1122 regelten der papst und der kaiser, heinrich V., sohn von heinrich IV., in worms den investiturstreit. dieser hatte rund 50 jahre gedauert und die zwillinge im reich, den papst und kaiser, gründlich entzweit. in deutschland galt die vorherrschaft des kaisers, und in italien und burgund sollte die päpstlich oberherrschaft gelten.

nur drei jahre später starb heinrich V., der stets schirmherr in olitgen gewesen war, kinderlos, und so brachen wieder unsichere zeiten an. im seeland wurde man sich dessen schnell gewahr: wilhelm III., der klostergründer, starb auf der petersinsel eines gewaltsamen todes. es verschwindet auch der graf von oltigen, der nach 1125 nicht mehr bezeugt ist.

der neue kaiser, lothar von supplingenburg, förderte die als papsttreue verschrienen adeligen, die im gefolge von rudolf von rheinfelden in schwaben wirkten: es schlug die stunde der grafen von zähringen, die vorübergehend herzöge von schwaben und kärnten gewesen waren, 1098 aber als kaiserfreindlich all ihre güter rechts des rheins verloren hatten. zwischen emme und aare blieben sie jedoch die herren. da sie auch den titel der der rheinfelder, das rektorat über burgund 1123 erhalten hatten ,dehnten sie sich ihrerseits über die aare hinaus aus, machten freiburg und murten zu ihren stützpunkten, die sie jetzt als städte förderten, welche die strassen nach süden unterhielten.

aus den einst mächtigen oliger grafen wurden jetzt kleine freiherren, und aus ihren burgen an der aare verloren an stragegischer bedeutung. verwaltet wurde der posten nicht selten durch auswertige grafen, gegen die sich die bauern vom frienisberg 1410 erhoben. 1412 kaufte das aufstrebende bern das darniederleigende städtchen oltigen und machte wohlen zum neuen regionalen zentrum. nach den burgunderkriegen von 1475/6 kam das ganze seeland in bernische hand, und wurde gründlich germanisiert.

neues leben in oltigen

dass oltigen heute bedeutungslos ist, hat mit dem aufstreben berns zu tun. zwischen bern und aarberg konnte keine stadt überleben, die nicht eine strategische bedeutung hatte. dennoch ist die erinnerung an die geschichte wach geblieben. (wiler)oltigen feiert im juli ihre 1000jährige geschichte. leider bin ich bei der premiere des theaterstückes zum volksaufstand von 1410 in den ferien und nicht dabei. umso mehr freue ich mich über die neuentwicklung, die das dort mit dem oltiger-treff nimmt. walter und agathe blunier hatten den mut, im untergegangenen herrschaftszentrum ein gartenwirtschaft zu eröffnen. fern ab vom grossen geschehen. nicht einmal die fussballweltmeisterschaft, die am 9. juni beginnt, interessiert hier: – ein idealer ort also, um des stadtwanderers betriebsauflug zum untergegagnenen burgunderreich zu beenden.

stadtwanderer

quellenangabe:
otto arn: oltigen. ein stück seeländer geschichte, biel 1962

oltige-träff

wileroltigen (mein dorf – 1000 jahre)


Comments

2 Comments so far

  1. Marcellin Babey on März 9, 2010 21:06

    bonjour,

    bravo pour ce résumé historique très intéressant.
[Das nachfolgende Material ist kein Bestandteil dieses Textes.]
//! Bounding volumes
//!
//! Drawables carry axis-aligned boxes tight around their vertex data; nodes
//! carry bounding spheres unioned from their children. Both types have an
//! explicit invalid state representing "no geometry": an invalid drawable
//! bound culls the leaf, an invalid node bound culls the subtree.

use crate::foundation::math::{Mat4, Point3, Vec3};

/// Axis-Aligned Bounding Box for spatial queries
#[derive(Debug, Clone, Copy, PartialEq)]
pub struct Aabb {
    /// Minimum corner of the bounding box
    pub min: Vec3,
    /// Maximum corner of the bounding box
    pub max: Vec3,
}

impl Aabb {
    /// Create a new AABB from min and max points
    pub fn new(min: Vec3, max: Vec3) -> Self {
        Self { min, max }
    }

    /// Create an AABB centered at a point with given extents
    pub fn from_center_extents(center: Vec3, extents: Vec3) -> Self {
        Self {
            min: center - extents,
            max: center + extents,
        }
    }

    /// An inverted AABB that unions as the empty set
    pub fn empty() -> Self {
        Self {
            min: Vec3::new(f32::INFINITY, f32::INFINITY, f32::INFINITY),
            max: Vec3::new(f32::NEG_INFINITY, f32::NEG_INFINITY, f32::NEG_INFINITY),
        }
    }

    /// True when min <= max on every axis
    pub fn valid(&self) -> bool {
        self.min.x <= self.max.x && self.min.y <= self.max.y && self.min.z <= self.max.z
    }

    /// Get the center of the AABB
    pub fn center(&self) -> Vec3 {
        (self.min + self.max) * 0.5
    }

    /// Get the extents (half-size) of the AABB
    pub fn extents(&self) -> Vec3 {
        (self.max - self.min) * 0.5
    }

    /// Radius of the sphere through the corners
    pub fn radius(&self) -> f32 {
        self.extents().magnitude()
    }

    /// Grow to contain a point
    pub fn expand_by_point(&mut self, point: Vec3) {
        self.min.x = self.min.x.min(point.x);
        self.min.y = self.min.y.min(point.y);
        self.min.z = self.min.z.min(point.z);
        self.max.x = self.max.x.max(point.x);
        self.max.y = self.max.y.max(point.y);
        self.max.z = self.max.z.max(point.z);
    }

    /// Grow to contain another box
    pub fn expand_by_box(&mut self, other: &Aabb) {
        if !other.valid() {
            return;
        }
        self.expand_by_point(other.min);
        self.expand_by_point(other.max);
    }

    /// Check if this AABB contains a point
    pub fn contains_point(&self, point: Vec3) -> bool {
        point.x >= self.min.x
            && point.x <= self.max.x
            && point.y >= self.min.y
            && point.y <= self.max.y
            && point.z >= self.min.z
            && point.z <= self.max.z
    }

    /// Check if this AABB intersects another AABB
    pub fn intersects(&self, other: &Aabb) -> bool {
        self.min.x <= other.max.x
            && self.max.x >= other.min.x
            && self.min.y <= other.max.y
            && self.max.y >= other.min.y
            && self.min.z <= other.max.z
            && self.max.z >= other.min.z
    }

    /// Corner `i` of the box, bit 0 = x, bit 1 = y, bit 2 = z
    pub fn corner(&self, i: usize) -> Vec3 {
        Vec3::new(
            if i & 1 != 0 { self.max.x } else { self.min.x },
            if i & 2 != 0 { self.max.y } else { self.min.y },
            if i & 4 != 0 { self.max.z } else { self.min.z },
        )
    }

    /// Box containing all eight transformed corners
    pub fn transformed(&self, matrix: &Mat4) -> Aabb {
        if !self.valid() {
            return *self;
        }
        let mut out = Aabb::empty();
        for i in 0..8 {
            let c = self.corner(i);
            let p = matrix.transform_point(&Point3::new(c.x, c.y, c.z));
            out.expand_by_point(p.coords);
        }
        out
    }
}

impl Default for Aabb {
    fn default() -> Self {
        Self::empty()
    }
}

/// Bounding sphere unioned up the node hierarchy
#[derive(Debug, Clone, Copy, PartialEq)]
pub struct BoundingSphere {
    /// Sphere center
    pub center: Vec3,
    /// Sphere radius; negative marks the invalid (empty) sphere
    pub radius: f32,
}

impl BoundingSphere {
    /// Create a sphere from center and radius
    pub fn new(center: Vec3, radius: f32) -> Self {
        Self { center, radius }
    }

    /// The invalid (empty) sphere
    pub fn invalid() -> Self {
        Self {
            center: Vec3::zeros(),
            radius: -1.0,
        }
    }

    /// True when the sphere contains any space
    pub fn valid(&self) -> bool {
        self.radius >= 0.0
    }

    /// Sphere through the corners of a box
    pub fn from_aabb(aabb: &Aabb) -> Self {
        if !aabb.valid() {
            return Self::invalid();
        }
        Self {
            center: aabb.center(),
            radius: aabb.radius(),
        }
    }

    /// Grow to contain another sphere
    pub fn expand_by_sphere(&mut self, other: &BoundingSphere) {
        if !other.valid() {
            return;
        }
        if !self.valid() {
            *self = *other;
            return;
        }
        let d = (other.center - self.center).magnitude();
        if d + other.radius <= self.radius {
            return; // other already inside
        }
        if d + self.radius <= other.radius {
            *self = *other; // self inside other
            return;
        }
        let new_radius = (self.radius + d + other.radius) * 0.5;
        let ratio = (new_radius - self.radius) / d;
        self.center += (other.center - self.center) * ratio;
        self.radius = new_radius;
    }

    /// Sphere containing the transformed sphere
    ///
    /// The radius scales by the largest axis scale of the matrix, which keeps
    /// the result conservative under non-uniform scaling.
    pub fn transformed(&self, matrix: &Mat4) -> BoundingSphere {
        if !self.valid() {
            return *self;
        }
        let center = matrix
            .transform_point(&Point3::new(self.center.x, self.center.y, self.center.z))
            .coords;
        let sx = matrix.fixed_view::<3, 1>(0, 0).magnitude();
        let sy = matrix.fixed_view::<3, 1>(0, 1).magnitude();
        let sz = matrix.fixed_view::<3, 1>(0, 2).magnitude();
        BoundingSphere {
            center,
            radius: self.radius * sx.max(sy).max(sz),
        }
    }
}

impl Default for BoundingSphere {
    fn default() -> Self {
        Self::invalid()
    }
}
Je dois toutefois préciser que Guillaume l’Allemand a été assassiné en 1125 entre Mâcon et Rournus, où il est enterré, et non sur l’île St-Pierre. C’est son fils, âgé de 17 ans, qui a été assassiné au printemps 1127 dans l’église de Payerne, qui a été enterré à l’île St-Pierre avec ses chevaliers, également assassinés. Personne n’a encore pu élucider véritablement les meurtres de ces grands personnages, c’est une des plus curieuses énigmes du moyen âge. Notez que Guillaume l’Allemand est neveu du pape Calixte II (alias Guy de Bourgogne) et probablement aussi du chanoine Hézelon de Liège, à qui on attribue aujourd’hui le rôle d’architecte de l’abbatiale de Cluny.

  2. stadtwanderer on März 10, 2010 08:30

    grand merci pour les précisions, je vais changer les noms confondus!